Dataset items
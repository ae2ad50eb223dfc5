use axum::{
    http::StatusCode,
    response::{IntoResponse, Json, Response},
};
use serde::Serialize;
use serde_json::{json, Value};

/// Wrapper for API responses that automatically adds success envelope
#[derive(Debug)]
pub struct ApiResponse<T: Serialize> {
    pub data: T,
    pub status_code: Option<StatusCode>,
}

impl<T: Serialize> ApiResponse<T> {
    /// Create a successful API response with default 200 status
    pub fn success(data: T) -> Self {
        Self {
            data,
            status_code: None, // Default to 200 OK
        }
    }

    /// Create an API response with custom status code
    pub fn with_status(data: T, status_code: StatusCode) -> Self {
        Self {
            data,
            status_code: Some(status_code),
        }
    }

    /// Create a 201 Created response
    pub fn created(data: T) -> Self {
        Self::with_status(data, StatusCode::CREATED)
    }
}

impl<T: Serialize> IntoResponse for ApiResponse<T> {
    fn into_response(self) -> Response {
        let status = self.status_code.unwrap_or(StatusCode::OK);

        // Convert data to JSON Value for consistent envelope format
        let data_value = match serde_json::to_value(&self.data) {
            Ok(value) => value,
            Err(e) => {
                tracing::error!("Failed to serialize response data: {}", e);
                return (
                    StatusCode::INTERNAL_SERVER_ERROR,
                    Json(json!({
                        "success": false,
                        "error": "Failed to serialize response data"
                    })),
                )
                    .into_response();
            }
        };

        // Wrap in success envelope
        let envelope = json!({
            "success": true,
            "data": data_value
        });

        (status, Json(envelope)).into_response()
    }
}

pub type ApiResult<T> = Result<ApiResponse<T>, crate::error::ApiError>;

TRY IT
Where does "ApiResponse" occur in the data? Copy each line that has it.

EXERCISE SOLUTION
pub struct ApiResponse<T: Serialize> {
impl<T: Serialize> ApiResponse<T> {
impl<T: Serialize> IntoResponse for ApiResponse<T> {
pub type ApiResult<T> = Result<ApiResponse<T>, crate::error::ApiError>;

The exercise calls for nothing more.